En résumé ? La kiné périnéale à Esneux n’est pas un luxe, c’est une démarche de santé, à tout âge, et qui change la vie des femmes aux prises avec l’inconfort de l’incontinence d’effort. Entre science, écoute et petits pas du quotidien, il s’agit de reprendre en main son comfort… et de savourer à nouveau une vie active, sans filtre.

Kinésithérapeute Périnéale Spécialiste – Mme Lisa MOENS

📍 Adresse : Rue Sous les Roches 86, 4130 à Esneux

📞 Téléphone RDV : 0486 18 72 25

Rendez-vous en Ligne

FAQ – Questions fréquentes

Comment savoir si j’ai besoin de consulter pour une incontinence d’effort ?

Si vous ressentez des fuites urinaires lors de l’effort (toux, rire, sport, port de charges), ou une crainte persistante de l’accident, ce sont les signaux principaux d’une incontinence d’effort.
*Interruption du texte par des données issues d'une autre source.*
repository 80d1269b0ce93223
pub mod date;
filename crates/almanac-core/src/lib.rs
//! Shared building blocks for the Almanac workspace: settings, errors,
//! constants and the small enums every layer agrees on.

pub mod config;
pub mod constants;
pub mod error;
pub mod types;
pub mod util;
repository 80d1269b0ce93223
use chrono::NaiveDate;
use thiserror::Error;

/// Errors surfaced to callers of the expansion engine.
///
/// Only ingestion problems and caller contract violations end up here.
/// Malformed patterns inside a stored event degrade that event's output instead.
#[derive(Error, Debug)]
pub enum CalendarError {
    #[error("Validation error: {0}")]
    ValidationError(String),

    #[error("Invalid range: start {start} is after end {end}")]
    RangeContractViolation { start: NaiveDate, end: NaiveDate },

    #[error("Window of {days} days exceeds the maximum of {max_days} days")]
    WindowTooLarge { days: i64, max_days: u32 },
}

impl CalendarError {
    pub(crate) fn validation(message: impl Into<String>) -> Self {
        Self::ValidationError(message.into())
    }
}

pub type CalendarResult<T> = std::result::Result<T, CalendarError>;
use almanac_calendar::orphan::{OrphanedDeviation, find_orphans};
use almanac_calendar::record::Ingested;
use anyhow::Result;

use crate::cli::OrphansArgs;

#[must_use]
pub fn orphans_in(ingested: &Ingested) -> Vec<OrphanedDeviation> {
    find_orphans(&ingested.events, &ingested.deviations)
}

/// ## Errors
/// Returns an error if the snapshot cannot be loaded.
pub fn run(args: &OrphansArgs) -> Result<()> {
    let ingested = super::load_snapshot(&args.input)?;
    let orphans = orphans_in(&ingested);
    if !orphans.is_empty() {
        tracing::info!(count = orphans.len(), "Found orphaned deviations");
    }
    println!("{}", serde_json::to_string_pretty(&orphans)?);
    Ok(())
}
N’attendez pas qu’elle devienne handicapante : un bilan rapide avec une kinésithérapeute périnéale permet de poser un diagnostic précis et d’adapter la prise en charge.

Pourquoi choisir une kiné périnéale conventionnée INAMI pour traiter mes fuites urinaires ?

En choisissant une kinésithérapeute conventionnée INAMI, vous bénéficiez d’un remboursement optimal et d’un suivi professionnel aux normes médicales belges. À Esneux, Mme Lisa Moens propose cette prise en charge de façon personnalisée, dans le respect et la confidentialité, pour un parcours de soin sécurisé et reconnu.

Quand débuter la rééducation périnéale après la grossesse ou en cas de fuites ?

Idéalement, la rééducation périnéale commence dès que votre médecin ou sage-femme l’autorise, souvent quelques semaines après l’accouchement. Mais il n’est jamais trop tard : même plusieurs mois ou années après, une prise en charge reste efficace pour gagner en confort et prévenir les récidives, dans une démarche de prévention globale.

Faut-il poursuivre les exercices à la maison après la fin des séances au cabinet ?

Oui, la pratique régulière des exercices appris en séance est essentielle pour stabiliser, renforcer et entretenir les résultats sur la durée. Votre kinésithérapeute périnéale vous conseillera un programme adapté à refaire chez vous, simple à intégrer à votre quotidien, afin de garder un périnée fort et fonctionnel.

This is some text inside of a div block.